Some 417,500 jobs were cut in just the first three months of 2023 by U.S.-based employers alone, according to Challenger, Gray & Christmas.
What’s more, with companies like Meta and Amazon already on their third round of layoffs of the year, the constant culling of headcount can feel relentless.
That’s why Airbnb’s CEO and co-founder, Brian Chesky says that struggling firms are better off saving the mental toll that multi-rounds of layoffs take on the surviving employees by doing one drastic sweep.

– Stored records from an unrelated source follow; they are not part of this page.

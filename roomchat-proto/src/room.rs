//! Room request payloads and acknowledgements.
//!
//! Field names follow the browser client (`roomID`), so every struct here
//! renames its Rust fields explicitly.

use serde::{Deserialize, Serialize};

/// Payload of a `join-room` request.
#[derive(Debug, Clone, PartialEq, Eq, Serialize, Deserialize)]
pub struct JoinRoom {
    /// Room to join.
    #[serde(rename = "roomID")]
    pub room_id: String,
    /// Display name to appear under in the member list.
    pub username: String,
}

/// Payload of a `send-message` request.
#[derive(Debug, Clone, PartialEq, Eq, Serialize, Deserialize)]
pub struct SendMessage {
    /// Room the message is addressed to.
    #[serde(rename = "roomID")]
    pub room_id: String,
    /// Text body.
    pub message: String,
    /// Display name of the author.
    pub username: String,
    /// Client-formatted timestamp, opaque to the relay.
    pub timestamp: String,
}

/// Which request an [`Ack`] answers.
#[derive(Debug, Clone, Copy, PartialEq, Eq, Serialize, Deserialize)]
#[serde(rename_all = "kebab-case")]
pub enum AckRequest {
    /// Answer to `create-room`.
    CreateRoom,
    /// Answer to `join-room`.
    JoinRoom,
}

/// Outcome of a `create-room` or `join-room` request, sent to the caller only.
#[derive(Debug, Clone, PartialEq, Eq, Serialize, Deserialize)]
pub struct Ack {
    /// The request being answered.
    pub request: AckRequest,
    /// Whether the request succeeded.
    pub success: bool,
    /// Failure reason, absent on success.
    #[serde(default, skip_serializing_if = "Option::is_none")]
    pub message: Option<String>,
}

impl Ack {
    /// A successful acknowledgement.
    #[must_use]
    pub const fn ok(request: AckRequest) -> Self {
        Self {
            request,
            success: true,
            message: None,
        }
    }

    /// A failed acknowledgement carrying a human-readable reason.
    #[must_use]
    pub fn failed(request: AckRequest, message: impl Into<String>) -> Self {
        Self {
            request,
            success: false,
            message: Some(message.into()),
        }
    }
}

“Multiple layoffs can be very difficult from a cultural standpoint, because if there’s more than one, then people can’t trust they’ll ever end—and the company is like in a paralyzed standstill if that happens,” he said in a video interview with Bloomberg, when probed how Meta, Amazon and others are handling layoffs.
“When you do a layoff, if you’re going to cut you need to cut once and therefore you better cut deep enough,” Chesky insisted. “Try to avoid doing multiple layoffs.”
Why are CEOs using the same layoff language?
The other layoff norm that Chesky took issue with is the robotic carbon copy manner in which they’re all seemingly being announced.
“I always felt like when I read some of these corporate communications that…they weren’t written by people,” Chesky explained while adding that the corporate jargon is probably written by “committee”.
“It felt like maybe a bunch of lawyers or HR people had sanded edges off the person to the point where the person speaking wouldn’t actually talk like that,” he continued.
He may have a point.
Spotify’s CEO Daniel Ek confessed, “I take full accountability for the moves that got us here today,” while announcing that 6% of the company was being laid-off at the beginning of the year. It echoed Mark Zuckerberg’s note to staff in November after announcing the first major layoff in Meta’s 18-year history, which began, “I want to take accountability for these decisions and for how we got here.”
Stripe cofounders Patrick and John Collison, and Twitter’s founder Jack Dorsey, also offered a mea culpa to water down news of company failings, massive layoffs, and poor performance. But the nearly identical language used between them is no accident.
Like Chesky, experts previously told Fortune that claiming responsibility for layoffs might seem like a noble move, but in reality, it is scripted by PR professionals to minimize reputational damage.
What’s more, CEO’s blanket layoff announcements aren’t fooling employees either.
“What does taking full responsibility entail?” one disgruntled Google employee asked ahead of its town hall. They added that “responsibility without consequence seems like an empty platitude”, while taking aim at executive pay.
Chesky practices what he preaches
“A lot of CEOs don’t write anything that they have their name on,” Chesky said. “Any communication I write.”
He isn’t throwing stones from a glass house. Barely two months into the pandemic, Airbnb laid off a quarter of its employees, after losing roughly 80% of its business.
Yet Airbnb was lauded for how it handled the layoffs. The memo Chesky wrote, in which he transparently outlined the rationale behind the layoffs and his love for his staff, was considered compassionate, empathetic, and a lesson in leadership and communication.
In addition to offering a substantial severance package and health care benefits, Chesky previously revealed to Fortune that he was proud of the alumni directory that allowed laid-off employees the opportunity to hear from recruiters at other companies looking to hire through Airbnb and field offers for new jobs.
“With layoffs you should just make sure you do more than what’s expected, you’re incredibly compassionate, and that you allow people to leave the company with dignity,” he concluded.